两阶段提交( Two-Phase Commit,2PC )由两个阶段构成,准备阶段( Prepare Phase )和提交阶段( Commit Phase ),属于最经典的原子提交协议。简单来说,只执行一次请求很难知道其它节点是否成功提交,所以再增加一轮请求,先检查各节点是否能够正确执行事务,再进行事务操作。

两阶段提交包含两个角色:协调者(Coordinator)和参与者(Participants)。

  • 协调者 ( Coordinator ):负责协调算法的各个阶段。
  • 参与者 ( Participants ):参与到事务中执行事务操作。

4.1 准备阶段

第一个阶段为准备阶段( Prepare Phase ),也被称为投票阶段( Voting Phase),具体执行步骤大致如下:

  1. 协调者向所有参与者发送消息,询问各参与者是否可以提交事务,并等待参与者响应。
  2. 参与者检查执行事务所需条件和资源(如权限验证、上锁等),一切准备好后参与者执行事务的所有操作,并记录操作日志。
  3. 参与者响应协调者发起的请求,如果参与者发现事务的所有操作都成功执行了,返回一条"是"的消息,反之资源检查失败或者事务操作执行失败则返回一条"否"的消息。

4.2 准备阶段

第二阶段为提交阶段( Commit Phase )。
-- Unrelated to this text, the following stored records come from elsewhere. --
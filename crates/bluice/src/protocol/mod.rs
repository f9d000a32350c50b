// SPDX-License-Identifier: Apache-2.0 OR MIT
// Copyright (c) 2025-2026 naskel.com

//! Blu-Ice wire protocol: framing and message text.

pub mod frame;
pub mod message;

pub use frame::{
    decode_header, encode_header, read_frame, read_header, read_legacy, write_frame,
    write_legacy, FrameHeader, Message, DEFAULT_RECEIVE_BUFFER, HEADER_SIZE, LEGACY_FRAME_LIMIT,
    LEGACY_FRAME_SIZE,
};
pub use message::{verb, MessageType, Tokens};

/// Protocol generation spoken on a connection.
#[derive(Debug, Clone, Copy, PartialEq, Eq)]
#[repr(u8)]
pub enum ProtocolVersion {
    /// Fixed-size text frames, handshake only.
    Legacy = 1,
    /// Length-prefixed frames.
    Framed = 2,
}

impl ProtocolVersion {
    /// Map a version number announced by a peer. Anything above 1 is framed.
    pub fn from_number(n: u32) -> Self {
        if n >= 2 {
            Self::Framed
        } else {
            Self::Legacy
        }
    }
}

#[cfg(test)]
mod tests {
    use super::*;

    #[test]
    fn test_protocol_version_from_number() {
        assert_eq!(ProtocolVersion::from_number(0), ProtocolVersion::Legacy);
        assert_eq!(ProtocolVersion::from_number(1), ProtocolVersion::Legacy);
        assert_eq!(ProtocolVersion::from_number(2), ProtocolVersion::Framed);
        assert_eq!(ProtocolVersion::from_number(3), ProtocolVersion::Framed);
    }
}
协调者接收到所有参与者上一阶段的响应:

  • 如果所有参与者响应的都为"是":
    • 协调者向所有参与者发送提交消息,指示参与者提交本次事务,等待参与者响应
    • 参与者接收到提交消息后,正式提交事务,完成事务提交操作后,清理占用的资源(如释放锁等),并记录操作日志。
    • 参与者终止事务后响应协调者,协调者收到所有参与者的响应后,确认事务完成。
  • 只要有一个参与者响应的为"否":
    • 协调者向所有参与者发送中止消息,指示所有参与者中止本次事务,等待参与者响应。
    • 参与者收到中止消息,利用第一阶段记录的操作日志回滚所执行的事务操作,并清理占用的资源。
    • 中止后参与者响应协调者,协调者收到所有参与者的消息后,确认事务中止。

下面是两阶段提交时序图,由于所有参与者做的事情都相同,同时为方便查看对参与者部分由多个简化为了一个。

两阶段提交时序图

4.3 相关故障

协调者和参与者在任何时候都可能产生故障,为了能在恢复后仍能继续推送事务,需要将事务相关信息写入持久化存储设备中(如SDD等),以便能在重启后恢复事务的状态。和单机系统类似,通常使用 WAL 来存储事务元数据,所有修改操作完成之前都要先写如 WAL,参与者重启后可以检查 WAl 文件,恢复到事务实际执行的操作状态,根据 这个状态决定自己是回滚/继续还是维持当前现状。

两阶段提交协议针对一些故障需要保证一定的容错性:

  • 参与者在回复协调者之前发生了故障,从协调者角度来看,由于一个参与者没有确认,就需要一直等待故障的参与者回复,如果该参与者无法恢复正常工作,协调者就要一直等待下去。
    • 针对该问题,协调者可以设定一个超时等待时间,等待时间超过之后参与者依旧没能返回响应,则认为该参与者投了反对票,协调者中止该事务。系统可在之后对该事务进行重试操作。
  • 如果在第一阶段,协调者在向参与者发送准备请求后故障,参与者将一直阻塞,直到协调者恢复正常后才能知道本次事务是要提交还是中止。
    • 从上可知协调者存在单点故障问题,再加上协议的阻塞性,一旦协调者在特点时间宕机,参与者将一直阻塞,如果此时数据库锁定了一些事务相关的资源,导致后续事务无法访问,可能造成一些系统停顿等问题,有时可能需要人工干预来解决。
    • 两阶段提交仅满足弱终止条件,一旦协调者发生故障,参与者无法决定事务走向,所以其是一种阻塞提交算法。
  • 如果在第二阶段协调者发送了一部分提交消息时发生了网络分区,导致剩下一部分参与者没有收到提交消息,如果此时其它的事务可读取到这些中间结果,会导致系统出现数据不一致的情况。
    • 极端的情况下是协调者发送消息后故障,部分参与者收到后也故障。此时选出的新协调者无法得知事务之前需要如何操作,不管是否强制提交,后续原有协调者和参与者恢复后,都会造成整个系统的数据不一致。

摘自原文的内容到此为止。